Aave parent company rebrands to Avara, adds crypto Family Wallet to offerings

Founder Stani Kulechov said the name change does not affect Aave as a lending protocol and that its latest acquisition focuses on propelling mass web3 adoption.

Aave Companies, the entity behind Aave protocol (AAVE) and Aave Labs, rebranded to Avara as founder Stani Kulechov disclosed a strategy aimed at bootstrapping adoption for decentralized finance (defi) solutions. 

In addition to the name change, which Kulechov said is final, Avara also acquired a team of blockchain developers called Los Feliz Engineering. Los Feliz built an Ethereum-based wallet currently available in beta. 

The deal’s financial terms were not currently public knowledge.

Kulechov said both moves align with the company’s vision of onboarding more users onto web3 platforms by offering familiar tools powered by on-chain technology. “We really want to send a signal,” said Kulechov, whose lending protocol is the largest in defi with $5.7 billion in total value locked per DefiLlama data.

Aave Companies, now Avara, backs a basket of smart contract-based products like Aave itself, the algorithmic stablecoin GHO, and defi social network Lens. Kulechov spoke highly of the latter during an interview with TechCrunch, hailing its utility and active community base. The project has been available in beta since May 2022, but Kulechov expects progressive developments as 2023 draws to a close.

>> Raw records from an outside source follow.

//! Error types.
//!
//! Parse errors are data problems the caller can recover from per line.
//! Packing errors other than [`PackingError::InvalidInput`] mean the packer
//! disagreed with itself and the whole operation is abandoned.

use std::path::PathBuf;

use thiserror::Error;

use crate::models::SessionKind;
use crate::validation::ValidationError;

/// A talk description line could not be parsed.
#[derive(Debug, Clone, PartialEq, Eq, Error)]
pub enum FormatError {
    /// The line has no separate duration token.
    #[error("invalid talk format: {line:?}")]
    TooFewTokens { line: String },

    /// The duration token is neither `lightning` nor `<int>min`.
    #[error("invalid duration {token:?} for talk: {line:?}")]
    InvalidDuration { line: String, token: String },

    /// The duration parsed to zero minutes.
    #[error("talk has zero duration: {line:?}")]
    ZeroDuration { line: String },

    /// The duration does not fit into any session.
    #[error("talk exceeds maximum duration: {line:?} (maximum is {max} mins)")]
    ExceedsMaximum { line: String, duration: u32, max: u32 },
}

/// Packing could not produce a schedule.
#[derive(Debug, Clone, PartialEq, Error)]
pub enum PackingError {
    /// The talk set failed validation before packing started.
    #[error("invalid talk set: {} problem(s)", .0.len())]
    InvalidInput(Vec<ValidationError>),

    /// No session could take the talk, even in a freshly created track.
    #[error("no session fits talk {title:?} ({duration}min) after opening a new track")]
    NoFit { title: String, duration: u32 },

    /// The selected session rejected the talk on commit.
    #[error("track {track} {kind} session rejected selected talk {title:?} ({duration}min)")]
    CommitRejected {
        track: u32,
        kind: SessionKind,
        title: String,
        duration: u32,
    },
}

/// A day layout with hours out of order or out of range.
#[derive(Debug, Clone, PartialEq, Eq, Error)]
pub enum LayoutError {
    #[error("hour {hour} is past the end of the day")]
    HourOutOfRange { hour: u32 },

    #[error(
        "layout hours out of order: day start {day_start}, lunch {lunch_start}-{lunch_end}, networking {networking_min}-{networking_max}"
    )]
    OutOfOrder {
        day_start: u32,
        lunch_start: u32,
        lunch_end: u32,
        networking_min: u32,
        networking_max: u32,
    },
}

/// Reading talks from a source failed.
#[derive(Debug, Error)]
pub enum InputError {
    #[error("failed to read {}: {source}", .path.display())]
    Open {
        path: PathBuf,
        #[source]
        source: std::io::Error,
    },

    #[error("I/O error: {0}")]
    Io(#[from] std::io::Error),

    /// A line failed to parse. `line` is 1-based.
    #[error("line {line}: {source}")]
    Format {
        line: usize,
        #[source]
        source: FormatError,
    },
}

More recently, with Lens Protocol, we’ve been building virtually social, so decentralized social media, that basically, any developer can actually build their applications on top.

Stani Kulechov, Aave Companies founder

In other related news, Aave stablecoin GHO reached its minting cap but governance delegates plan to field a proposal that would update the token’s parameters. For now, users can buy GHO on secondary markets like Uniswap.

Aave DAO also shipped bug fixes to address an attract vector spotted on its v2 platform on Ethereum a few weeks after Curve founder Michael Egorov repaid his loan in full, thus ending the infamous Curve Wars.